In fact, the US Department of Agriculture strictly prohibits mixing different types of pesticides for disposal because individual chemicals often combine into new, highly toxic chemical compounds. Still, there are no regulations regarding pesticide mixtures in foods, even though, in a similar manner, those same individual pesticide residues inter- act and mix together into new chemical compounds when multiple ingredient products are made or when several are consumed during one meal.
In addition, our food is increasingly processed and preserved to the degree that it is nearly unidentifiable. Read the label of most any packaged food and you’ll quickly find it’s difficult to discern actual food ingredients from the chemicals used to make it. And, oftentimes, the materials used to package foods are slowly leaching additional contaminants into the food. These “convenience” foods are laden with synthetic chemicals that we are not biologically adapted to consume.
Research
- People who adopted a vegetarian diet for just five days show reduced levels of toxic chemicals in their bodies. In particular, levels of hormone disrupting chemicals and antibiotics used in livestock were lower after the five-day vegetarian program. The pilot study suggests that people may be able reduce their exposure to potentially dangerous chemicals through dietary choices, such as limiting consumption of animal products like meats and dairy.
- The only human genetically modified food (GMO) feeding study ever published show[ed] that the foreign genes inserted into GM food crops can transfer into the DNA of our gut bacteria. This study gives new meaning to the adage, "You are what you eat." Long after those GM corn chips you munched are history, your intestinal flora may still be churning out the "Bt" pesticide GM corn plants have been engineered to produce.
- Our global, consolidated food system can make it hard to know exactly where your food comes from. A single hamburger patty can comingle meat from a hundred different head of cattle, from four different countries. Or, looked at from another perspective, a single contaminated carcass shredded for hamburger can pollute eight tons of finished ground beef.

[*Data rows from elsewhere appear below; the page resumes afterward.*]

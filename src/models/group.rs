//! Group and TableLine (one team's standings row).

use crate::models::game::{GameMatch, Side};
use crate::models::team::TeamId;
use serde::{Deserialize, Serialize};

/// Unique identifier for a group (a single letter in practice).
pub type GroupId = String;

/// Reserved id of the synthetic group that pools the third-placed teams.
pub const THIRD_PLACED_GROUP_ID: &str = "T";

/// Points for a win / draw.
pub const POINTS_PER_WIN: u32 = 3;
pub const POINTS_PER_DRAW: u32 = 1;

/// One team's accumulated group-stage record.
#[derive(Clone, Debug, Default, Eq, PartialEq, Serialize, Deserialize)]
pub struct TableLine {
    pub team: TeamId,
    /// Group the record was earned in (kept when copied into the third-place pool).
    pub group: GroupId,
    pub wins: u32,
    pub draws: u32,
    pub losses: u32,
    pub goals_for: u32,
    pub goals_against: u32,
}

impl TableLine {
    /// Empty line for a team.
    pub fn new(team: impl Into<TeamId>, group: impl Into<GroupId>) -> Self {
        Self {
            team: team.into(),
            group: group.into(),
            ..Default::default()
        }
    }

    pub fn played(&self) -> u32 {
        self.wins + self.draws + self.losses
    }

    pub fn points(&self) -> u32 {
        self.wins * POINTS_PER_WIN + self.draws * POINTS_PER_DRAW
    }

    pub fn goal_difference(&self) -> i64 {
        i64::from(self.goals_for) - i64::from(self.goals_against)
    }

    /// Fold one match result into this line. Matches this team did not play, or that are
    /// unplayed, contribute nothing.
    pub fn add_match_result(&mut self, m: &GameMatch) {
        if !m.scoreboard.played() {
            return;
        }
        let side = match Side::BOTH
            .into_iter()
            .find(|&s| *m.team_references.get(s) == self.team)
        {
            Some(s) => s,
            None => return,
        };
        let (scored, conceded) = m.scoreboard.final_score().for_side(side);
        self.goals_for = self.goals_for.saturating_add(scored);
        self.goals_against = self.goals_against.saturating_add(conceded);
        match scored.cmp(&conceded) {
            std::cmp::Ordering::Greater => self.wins += 1,
            std::cmp::Ordering::Equal => self.draws += 1,
            std::cmp::Ordering::Less => self.losses += 1,
        }
    }
}

/// A group: its teams in configured order and the current ranked table.
#[derive(Clone, Debug, Eq, PartialEq, Serialize, Deserialize)]
pub struct Group {
    pub id: GroupId,
    pub name: String,
    /// Teams in configured order (the last-resort tie-break order).
    pub teams: Vec<TeamId>,
    /// Ranked table, rebuilt on every recompute. Ignored on load.
    #[serde(default, skip_deserializing)]
    pub table: Vec<TableLine>,
}

impl Group {
    pub fn new(id: impl Into<GroupId>, name: impl Into<String>, teams: Vec<TeamId>) -> Self {
        Self {
            id: id.into(),
            name: name.into(),
            teams,
            table: Vec::new(),
        }
    }

    /// The synthetic group pooling third-placed teams. Never persisted.
    pub fn third_placed() -> Self {
        Self::new(THIRD_PLACED_GROUP_ID, "Third place", Vec::new())
    }

    pub fn is_third_placed(&self) -> bool {
        self.id == THIRD_PLACED_GROUP_ID
    }

    /// Line at a 1-based position.
    pub fn line_at(&self, position: usize) -> Option<&TableLine> {
        position.checked_sub(1).and_then(|i| self.table.get(i))
    }
}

Given the huge size of many meat processing plants, a single package of ground beef can contain meat from hundreds of cows. In the Jack in the Box outbreak, investigators found that the ground beef from the most likely supplier contained meat from 443 different cattle that had come from farms and auctions in six states via five slaughterhouses.

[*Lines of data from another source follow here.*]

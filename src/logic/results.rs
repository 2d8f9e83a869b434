//! Scoreboard mutation entry points. These do not recompute; call
//! [`recompute`](crate::logic::recompute) afterwards.

use crate::models::{MatchId, Score, Tournament, TournamentError};

/// Append one period to a match's scoreboard.
pub fn add_score_period(
    tournament: &mut Tournament,
    match_id: &str,
    score: Score,
) -> Result<(), TournamentError> {
    let m = tournament
        .get_match_mut(match_id)
        .ok_or_else(|| TournamentError::UnknownMatch(match_id.to_string()))?;
    m.scoreboard.periods.push(score);
    log::debug!("match {}: recorded period {}-{}", m.id, score.home, score.away);
    Ok(())
}

/// Replace all periods of a match's scoreboard.
pub fn set_score_periods(
    tournament: &mut Tournament,
    match_id: &str,
    periods: Vec<Score>,
) -> Result<(), TournamentError> {
    let m = tournament
        .get_match_mut(match_id)
        .ok_or_else(|| TournamentError::UnknownMatch(match_id.to_string()))?;
    m.scoreboard.periods = periods;
    Ok(())
}

/// Remove every period, making the match unplayed again.
pub fn clear_scoreboard(tournament: &mut Tournament, match_id: &str) -> Result<MatchId, TournamentError> {
    let m = tournament
        .get_match_mut(match_id)
        .ok_or_else(|| TournamentError::UnknownMatch(match_id.to_string()))?;
    m.scoreboard.periods.clear();
    Ok(m.id.clone())
}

- In addition to routine antibiotics, at least 70 percent of conventionally raised broiler chickens in the U.S. are fed arsenic. The most common additive is roxarsone (3-nitro-4-hydroxyphenylarsonic acid). Roxarsone is an “organic” form of arsenic, once thought medically benign. Once ingested by animals, however, roxarsone can degrade into cancer-causing inorganic forms of arsenic (arsenite and arsenate) within the animal’s digestive tract and in animal waste. Roxarsone is FDA-approved for growth promotion, feed efficiency and “improved pigmentation” of meat. Significantly, the 27 countries of the European Union have never approved this practice as safe.